I've been thinking of leaving of years, but never quite do it. I have 2 teenage boys and live on a smallholding and am the main carer for both kids and animals.
My husband is domineering and I'm a wuss. He's a decent person to be friends with, but not to be married to. Twice before I said I want to separate, but he begs, I feel guilty and stay. However, for the children's academic stability after GCSEs this summer is the best time to go. Otherwise I'll have to wait another 3 years. The relationship is never going to work and the sooner we can move on the better. I feel totally down trodden and exhausted all the time and am terrified of making the leap. What if it's out of the frying pan and into the fire?
On a practical note, I think I should have a rented property to move straight in to when I ask for the separation so he can't talk me out of it, but I've read somewhere that the person who leaves is the one who looses out financially, is that true?
When I leave I will be eligible for Universal Credit which takes 5 weeks to come through. Is it possible to apply for UC before leaving or would I have to be in the rented house first? I am self employed with very little money and have no idea where to get the money from to pay for the deposit etc for a rented house.
I suppose the other option is to not have a house to move into, to ask my husband for a separation and try and get him to go to mediation, which may be tricky. Is mediation better and cheaper than a solicitor?

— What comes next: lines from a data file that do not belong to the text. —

//! `cardvault` service binary entry point.
//!
//! Startup sequence:
//! 1. Load `.env`, then load and validate [`Config`] from environment variables.
//! 2. Initialise the telemetry pipeline (JSON logs, optional OTLP spans).
//! 3. Build the process-wide [`EncryptionKey`]; it is never mutated afterwards.
//! 4. Set up the OCR engine.
//! 5. Build the Axum router and serve until SIGINT/SIGTERM.
//!
//! [`EncryptionKey`]: crypto::EncryptionKey

mod card;
mod config;
mod crypto;
mod ocr;
mod server;
mod telemetry;

use anyhow::{Context, Result};
use tokio::signal;
use tracing::{info, warn};

use config::Config;
use ocr::TesseractCli;
use server::state::AppState;

#[tokio::main]
async fn main() -> Result<()> {
    // -----------------------------------------------------------------------
    // 1. Configuration
    // -----------------------------------------------------------------------
    // A missing .env file is fine; the variables may come from the environment.
    dotenv::dotenv().ok();
    let mut cfg = Config::from_env().map_err(|e| {
        // Telemetry is not yet up; write to stderr directly.
        eprintln!("ERROR: configuration invalid: {e:#}");
        e
    })?;

    // -----------------------------------------------------------------------
    // 2. Telemetry
    // -----------------------------------------------------------------------
    telemetry::init_telemetry(cfg.otlp_endpoint(), &cfg.log_level)?;
    info!(
        version = env!("CARGO_PKG_VERSION"),
        listen_port = cfg.listen_port,
        otlp_export = cfg.otlp_endpoint().is_some(),
        "cardvault starting"
    );

    // -----------------------------------------------------------------------
    // 3. Encryption key
    // -----------------------------------------------------------------------
    let key = cfg.take_encryption_key()?;
    info!(key_bits = key.bits(), "encryption key loaded");

    // -----------------------------------------------------------------------
    // 4. OCR engine
    // -----------------------------------------------------------------------
    let recognizer = TesseractCli::new(&cfg.tesseract_path, &cfg.tesseract_lang);
    info!(
        binary = %cfg.tesseract_path,
        lang = %cfg.tesseract_lang,
        "OCR engine configured"
    );

    // -----------------------------------------------------------------------
    // 5. HTTP server
    // -----------------------------------------------------------------------
    let state = AppState::new(key, recognizer);
    let router = server::router::build(state, cfg.limits());

    let addr: std::net::SocketAddr = ([0, 0, 0, 0], cfg.listen_port).into();
    let listener = tokio::net::TcpListener::bind(addr)
        .await
        .with_context(|| format!("failed to bind {addr}"))?;
    info!(addr = %addr, "listening");

    axum::serve(listener, router)
        .with_graceful_shutdown(shutdown_signal())
        .await
        .context("HTTP server failed")?;

    info!("cardvault stopped");
    telemetry::shutdown_telemetry();
    Ok(())
}

/// Resolves on Ctrl+C or, on Unix, SIGTERM.
async fn shutdown_signal() {
    let ctrl_c = async {
        if let Err(e) = signal::ctrl_c().await {
            warn!(error = %e, "failed to listen for Ctrl+C");
            std::future::pending::<()>().await;
        }
    };

    #[cfg(unix)]
    let terminate = async {
        match signal::unix::signal(signal::unix::SignalKind::terminate()) {
            Ok(mut sigterm) => {
                sigterm.recv().await;
            }
            Err(e) => {
                warn!(error = %e, "failed to install SIGTERM handler");
                std::future::pending::<()>().await;
            }
        }
    };

    #[cfg(not(unix))]
    let terminate = std::future::pending::<()>();

    tokio::select! {
        _ = ctrl_c => info!("Ctrl+C received, shutting down"),
        _ = terminate => info!("SIGTERM received, shutting down"),
    }
}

My OH works full time and so I care for the animals. If I leave do I offer to continue the care or do try and re-home them all? How do we tell the children and do we give them a choice of where to live? What if they feel like they are being disloyal to the parent they don't choose as their main carer? I have a horrible feeling they would choose to stay in the family home with my husband. I don't want to force them to live with me, but I don't want them to feel like I am abandoning them by leaving. Eventually the house would have to be sold anyway.
Any advice on the best way to move forward would be very welcome. I'm worried that if I don't have a good plan/strategy I'll end up wimping out and staying to keep the peace like I have done for the last 10 years. I've never written on here before or shared these thoughts with anyone and feel very shaky!